Marine Life Park
- Interactive map of Marine Life Park
- Location: Resorts World Sentosa, 8 Sentosa Gateway, Sentosa, Singapore 098269
- Coordinates: 1°15′30″N 103°49′04″E﻿ / ﻿1.2584°N 103.8177°E
- Status: Operating
- Opened: 22 November 2012; 13 years ago
- Area: 8 ha (20 acres)

Singapore Oceanarium
- Status: Operating
- Opened: 22 November 2012; 13 years ago

Adventure Cove Waterpark
- Status: Operating
- Opened: 22 November 2012; 13 years ago

Dolphin Island
- Status: Defunct
- Opened: 22 November 2012; 13 years ago
- Closed: 1 May 2025; 14 months ago
- Replaced by: Singapore Oceanarium

The Maritime Experiential Museum
- Status: Defunct
- Opened: 15 October 2011; 14 years ago
- Closed: 2 March 2020; 6 years ago
- Replaced by: Singapore Oceanarium

= Marine Life Park =

Marine park on Sentosa, Singapore

The Marine Life Park is a part of Resorts World Sentosa, Sentosa, situated in southern Singapore. The 8 ha park is home to two primary attractions: the Singapore Oceanarium and Adventure Cove Waterpark.

==Singapore Oceanarium==

Upon its opening on 2012, the S.E.A. Aquarium had the distinction of being the world's largest oceanarium and public aquarium, a title it held through 2014, until it was surpassed by Chimelong Ocean Kingdom.

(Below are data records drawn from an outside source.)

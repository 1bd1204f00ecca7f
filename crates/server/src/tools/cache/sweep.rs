//! cache_sweep tool implementation.
//!
//! Runs the once-per-day retention sweep on demand.

use refill_core::{Error, SweepOutcome};
use rmcp::{
    ErrorData as McpError,
    model::{CallToolResult, Content},
};

use crate::state::ReaderState;

/// Implementation of the cache_sweep tool.
pub async fn sweep_impl(state: &ReaderState) -> Result<CallToolResult, McpError> {
    let outcome: SweepOutcome = state.sweep.run(state.today()).await;
    let json = serde_json::to_string_pretty(&outcome)
        .map_err(|e| Error::InvalidInput(format!("Failed to serialize output: {e}")))?;

    Ok(CallToolResult::success(vec![Content::text(json)]))
}
//! MCP server handler implementation.
//!
//! This module defines the main server handler that
//! routes tool calls to the appropriate implementations.
use std::sync::Arc;

use crate::state::ReaderState;
use crate::tools::{
    CacheInvalidateParams, DailyMarkReadParams, DailyOpenParams, DailyReadMapParams, ReaderSettingsParams,
    invalidate_impl, mark_read_impl, open_impl, read_map_impl, settings_impl, sweep_impl,
};

use rmcp::{
    ErrorData as McpError, ServerHandler,
    handler::server::{
        tool::{ToolCallContext, ToolRouter},
        wrapper::Parameters,
    },
    model::{
        CallToolRequestParam, CallToolResult, Implementation, ListToolsResult, PaginatedRequestParam, ProtocolVersion,
        ServerCapabilities, ServerInfo,
    },
    service::{RequestContext, RoleServer},
    tool, tool_router,
};

/// The main MCP server handler for the daily reader.
#[derive(Clone)]
pub struct RefillServer {
    state: Arc<ReaderState>,
    tool_router: ToolRouter<Self>,
}

/// Tool router implementation using the #[tool_router] macro.
///
/// This macro generates the routing logic that maps tool names to handler methods.
#[tool_router]
impl RefillServer {
    /// Create a new server handler over shared reader state.
    pub fn new(state: Arc<ReaderState>) -> Self {
        Self { state, tool_router: Self::tool_router() }
    }

    /// Open a day's content for a cohort.
    ///
    /// Cache-first: a cached bundle is served and refreshed when it is today's,
    /// recent, or empty. Future dates return an empty view without touching the cache.
    #[tool(
        description = "Open the daily content for a date and cohort. Returns the bundle, its content id and read state."
    )]
    async fn daily_open(&self, params: Parameters<DailyOpenParams>) -> Result<CallToolResult, McpError> {
        open_impl(&self.state, params.0).await
    }

    #[tool(description = "Mark the cached content for a date and cohort as read. Disabled for future dates and previews.")]
    async fn daily_mark_read(&self, params: Parameters<DailyMarkReadParams>) -> Result<CallToolResult, McpError> {
        mark_read_impl(&self.state, params.0).await
    }

    #[tool(description = "Read state per day for a date range (max 62 days). No network requests are made.")]
    async fn daily_read_map(&self, params: Parameters<DailyReadMapParams>) -> Result<CallToolResult, McpError> {
        read_map_impl(&self.state, params.0).await
    }

    #[tool(description = "Invalidate cached bundles and their read flags: one day, a date range, or all.")]
    async fn cache_invalidate(&self, params: Parameters<CacheInvalidateParams>) -> Result<CallToolResult, McpError> {
        invalidate_impl(&self.state, params.0).await
    }

    #[tool(description = "Run the retention sweep (at most once per day). Drops bundles older than the retention window.")]
    async fn cache_sweep(&self) -> Result<CallToolResult, McpError> {
        sweep_impl(&self.state).await
    }

    #[tool(description = "Read or update reader settings: birth year and daily reminder.")]
    async fn reader_settings(&self, params: Parameters<ReaderSettingsParams>) -> Result<CallToolResult, McpError> {
        settings_impl(&self.state, params.0).await
    }
}

impl ServerHandler for RefillServer {
    fn get_info(&self) -> ServerInfo {
        ServerInfo {
            server_info: Implementation {
                name: "refill-mcp".into(),
                version: env!("CARGO_PKG_VERSION").into(),
                ..Default::default()
            },
            protocol_version: ProtocolVersion::LATEST,
            capabilities: ServerCapabilities::builder().enable_tools().build(),
            ..Default::default()
        }
    }

    async fn list_tools(
        &self, _request: Option<PaginatedRequestParam>, _context: RequestContext<RoleServer>,
    ) -> Result<ListToolsResult, rmcp::model::ErrorData> {
        Ok(ListToolsResult { meta: None, tools: self.tool_router.list_all(), next_cursor: None })
    }

    async fn call_tool(
        &self, request: CallToolRequestParam, context: RequestContext<RoleServer>,
    ) -> Result<CallToolResult, rmcp::model::ErrorData> {
        self.tool_router
            .call(ToolCallContext::new(self, request, context))
            .await
    }
}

S.E.A. Aquarium ceased operations on 30 April 2025, to rebrand as the Singapore Oceanarium in July 2025 when expansions and construction were completed.

==Adventure Cove Waterpark==

The Adventure Cove Waterpark (水上探险乐园 (水上探險樂園, shuǐshàng tànxiǎn lèyuán)) is situated in southern Singapore. The park features seven water slides, including the region's first hydro-magnetic coaster, Riptide Rocket. It also features pools like Bluwater Bay, a wave pool and the Adventure River. The 620 m river, one of the world's longest lazy-rivers, have 13 themed scenes of tropical jungles, grottoes, a surround aquarium and more.

== Dolphin Island ==
Between 2008 and 2009, Marine Life Park purchased 27 dolphins from the Solomon Islands in the South Pacific to be part of its attraction. Two dolphins died in Langkawi, Malaysia where they were temporarily housed before being sent to the Philippines for training and housing while the marine park in Sentosa is being constructed. While in the Philippines, local animal rights groups and Earth Island Institute filed a civil rights suit, and the Quezon City court issued a 72-hour temporary environment protection order to block the re-export of the dolphins to Marine Life Park on 14 October 2012. RWS reiterated that the resort's acquisition of the 27 Indo-Pacific bottlenose dolphins adhered to regulations governed by the United Nations Environment Programme under the Convention on International Trade in Endangered Species of Wild Fauna and Flora. Following another appeal, the block on the re-exportation of the dolphins was temporarily extended. Upon expiry of the blocking order, the dolphins were subsequently exported while the court appeal was ongoing. One of the dolphins, Wen Wen, died on the flight to Singapore, making it the third dolphin to die prior to the opening of the Dolphin Island within the park.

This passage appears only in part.